[Stored data entries]
□ □ □ □ □ □ □
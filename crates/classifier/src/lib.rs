//! Tool Sensitivity Classifier (C9) — deterministic, no I/O.

use sark_domain::entities::Sensitivity;

const CRITICAL_KEYWORDS: &[&str] = &[
    "payment",
    "transaction",
    "credit_card",
    "password",
    "secret",
    "key",
    "token",
    "credential",
    "auth",
    "permission",
    "access_control",
    "encrypt",
    "decrypt",
];

const HIGH_KEYWORDS: &[&str] = &[
    "delete", "drop", "exec", "admin", "root", "sudo", "kill", "destroy", "remove", "purge",
    "truncate",
];

const MEDIUM_KEYWORDS: &[&str] = &[
    "write", "update", "modify", "create", "insert", "save", "upload", "put", "post", "patch",
];

const LOW_KEYWORDS: &[&str] = &["read", "get", "list", "fetch", "view", "show", "query", "search", "find"];

/// Detect the sensitivity of a tool from its name/description/parameters.
/// First matching keyword tier wins; defaults to `Medium` when nothing
/// matches. Deterministic and idempotent over the same input (§8 invariant
/// 8).
pub fn detect(name: &str, description: Option<&str>, parameters: Option<&serde_json::Value>) -> Sensitivity {
    let mut text = name.to_ascii_lowercase();
    if let Some(d) = description {
        text.push(' ');
        text.push_str(&d.to_ascii_lowercase());
    }
    if let Some(p) = parameters {
        text.push(' ');
        text.push_str(&p.to_string().to_ascii_lowercase());
    }
    let words = tokenize(&text);

    if any_keyword_matches(&words, CRITICAL_KEYWORDS) {
        return Sensitivity::Critical;
    }
    if any_keyword_matches(&words, HIGH_KEYWORDS) {
        return Sensitivity::High;
    }
    if any_keyword_matches(&words, MEDIUM_KEYWORDS) {
        return Sensitivity::Medium;
    }
    if any_keyword_matches(&words, LOW_KEYWORDS) {
        return Sensitivity::Low;
    }
    Sensitivity::Medium
}

/// Split on anything that isn't alphanumeric — underscores and spaces are
/// both word boundaries, not part of a word.
fn tokenize(text: &str) -> Vec<String> {
    text.split(|c: char| !c.is_ascii_alphanumeric())
        .filter(|s| !s.is_empty())
        .map(|s| s.to_string())
        .collect()
}

/// A keyword may itself be multi-word (`credit_card`, `access_control`);
/// it matches when its own words appear as a contiguous run in `words`.
fn any_keyword_matches(words: &[String], keywords: &[&str]) -> bool {
    keywords.iter().any(|kw| {
        let kw_words = tokenize(kw);
        if kw_words.is_empty() {
            return false;
        }
        words
            .windows(kw_words.len())
            .any(|window| window == kw_words.as_slice())
    })
}

/// `(previous_level, new_level)` pair plus reviewer metadata used by
/// `Capability::set_sensitivity` — the classifier itself stays a pure
/// function; the override record lives on the `Capability` entity.
pub use sark_domain::entities::SensitivityOverride;

#[cfg(test)]
mod tests {
    use super::*;

    #[test]
    fn critical_beats_everything() {
        assert_eq!(detect("rotate_credential", None, None), Sensitivity::Critical);
        assert_eq!(detect("get_password", None, None), Sensitivity::Critical);
    }

    #[test]
    fn high_keywords_detected() {
        assert_eq!(detect("delete_user", None, None), Sensitivity::High);
        assert_eq!(detect("sudo_exec", None, None), Sensitivity::High);
    }

    #[test]
    fn medium_keywords_detected() {
        assert_eq!(detect("create_invoice", None, None), Sensitivity::Medium);
    }

    #[test]
    fn low_keywords_detected() {
        assert_eq!(detect("list_files", None, None), Sensitivity::Low);
        assert_eq!(detect("get_status", None, None), Sensitivity::Low);
    }

    #[test]
    fn default_is_medium() {
        assert_eq!(detect("frobnicate", None, None), Sensitivity::Medium);
    }

    #[test]
    fn word_boundary_respected() {
        // "keyring" contains "key" as a substring but not as a whole word.
        assert_eq!(detect("keyring_lookup", None, None), Sensitivity::Medium);
    }

    #[test]
    fn underscore_and_space_equivalent() {
        assert_eq!(detect("credit card charge", None, None), Sensitivity::Critical);
        assert_eq!(detect("credit_card_charge", None, None), Sensitivity::Critical);
    }

    #[test]
    fn description_contributes_to_detection() {
        assert_eq!(
            detect("op1", Some("permanently drop the table"), None),
            Sensitivity::High
        );
    }

    #[test]
    fn is_deterministic_and_idempotent() {
        let a = detect("delete_account", Some("removes a user"), None);
        let b = detect("delete_account", Some("removes a user"), None);
        assert_eq!(a, b);
    }
}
□ □ □ □ □ □ □
**Problem to work on**
The answer is every entry, copied word for word.

**Output of the exercise**
filename crates/classifier/src/lib.rs
//! Tool Sensitivity Classifier (C9) — deterministic, no I/O.

use sark_domain::entities::Sensitivity;

const CRITICAL_KEYWORDS: &[&str] = &[
    "payment",
    "transaction",
    "credit_card",
    "password",
    "secret",
    "key",
    "token",
    "credential",
    "auth",
    "permission",
    "access_control",
    "encrypt",
    "decrypt",
];

const HIGH_KEYWORDS: &[&str] = &[
    "delete", "drop", "exec", "admin", "root", "sudo", "kill", "destroy", "remove", "purge",
    "truncate",
];

const MEDIUM_KEYWORDS: &[&str] = &[
    "write", "update", "modify", "create", "insert", "save", "upload", "put", "post", "patch",
];

const LOW_KEYWORDS: &[&str] = &["read", "get", "list", "fetch", "view", "show", "query", "search", "find"];

/// Detect the sensitivity of a tool from its name/description/parameters.
/// First matching keyword tier wins; defaults to `Medium` when nothing
/// matches. Deterministic and idempotent over the same input (§8 invariant
/// 8).
pub fn detect(name: &str, description: Option<&str>, parameters: Option<&serde_json::Value>) -> Sensitivity {
    let mut text = name.to_ascii_lowercase();
    if let Some(d) = description {
        text.push(' ');
        text.push_str(&d.to_ascii_lowercase());
    }
    if let Some(p) = parameters {
        text.push(' ');
        text.push_str(&p.to_string().to_ascii_lowercase());
    }
    let words = tokenize(&text);

    if any_keyword_matches(&words, CRITICAL_KEYWORDS) {
        return Sensitivity::Critical;
    }
    if any_keyword_matches(&words, HIGH_KEYWORDS) {
        return Sensitivity::High;
    }
    if any_keyword_matches(&words, MEDIUM_KEYWORDS) {
        return Sensitivity::Medium;
    }
    if any_keyword_matches(&words, LOW_KEYWORDS) {
        return Sensitivity::Low;
    }
    Sensitivity::Medium
}

/// Split on anything that isn't alphanumeric — underscores and spaces are
/// both word boundaries, not part of a word.
fn tokenize(text: &str) -> Vec<String> {
    text.split(|c: char| !c.is_ascii_alphanumeric())
        .filter(|s| !s.is_empty())
        .map(|s| s.to_string())
        .collect()
}

/// A keyword may itself be multi-word (`credit_card`, `access_control`);
/// it matches when its own words appear as a contiguous run in `words`.
fn any_keyword_matches(words: &[String], keywords: &[&str]) -> bool {
    keywords.iter().any(|kw| {
        let kw_words = tokenize(kw);
        if kw_words.is_empty() {
            return false;
        }
        words
            .windows(kw_words.len())
            .any(|window| window == kw_words.as_slice())
    })
}

/// `(previous_level, new_level)` pair plus reviewer metadata used by
/// `Capability::set_sensitivity` — the classifier itself stays a pure
/// function; the override record lives on the `Capability` entity.
pub use sark_domain::entities::SensitivityOverride;

#[cfg(test)]
mod tests {
    use super::*;

    #[test]
    fn critical_beats_everything() {
        assert_eq!(detect("rotate_credential", None, None), Sensitivity::Critical);
        assert_eq!(detect("get_password", None, None), Sensitivity::Critical);
    }

    #[test]
    fn high_keywords_detected() {
        assert_eq!(detect("delete_user", None, None), Sensitivity::High);
        assert_eq!(detect("sudo_exec", None, None), Sensitivity::High);
    }

    #[test]
    fn medium_keywords_detected() {
        assert_eq!(detect("create_invoice", None, None), Sensitivity::Medium);
    }

    #[test]
    fn low_keywords_detected() {
        assert_eq!(detect("list_files", None, None), Sensitivity::Low);
        assert_eq!(detect("get_status", None, None), Sensitivity::Low);
    }

    #[test]
    fn default_is_medium() {
        assert_eq!(detect("frobnicate", None, None), Sensitivity::Medium);
    }

    #[test]
    fn word_boundary_respected() {
        // "keyring" contains "key" as a substring but not as a whole word.
        assert_eq!(detect("keyring_lookup", None, None), Sensitivity::Medium);
    }

    #[test]
    fn underscore_and_space_equivalent() {
        assert_eq!(detect("credit card charge", None, None), Sensitivity::Critical);
        assert_eq!(detect("credit_card_charge", None, None), Sensitivity::Critical);
    }

    #[test]
    fn description_contributes_to_detection() {
        assert_eq!(
            detect("op1", Some("permanently drop the table"), None),
            Sensitivity::High
        );
    }

    #[test]
    fn is_deterministic_and_idempotent() {
        let a = detect("delete_account", Some("removes a user"), None);
        let b = detect("delete_account", Some("removes a user"), None);
        assert_eq!(a, b);
    }
}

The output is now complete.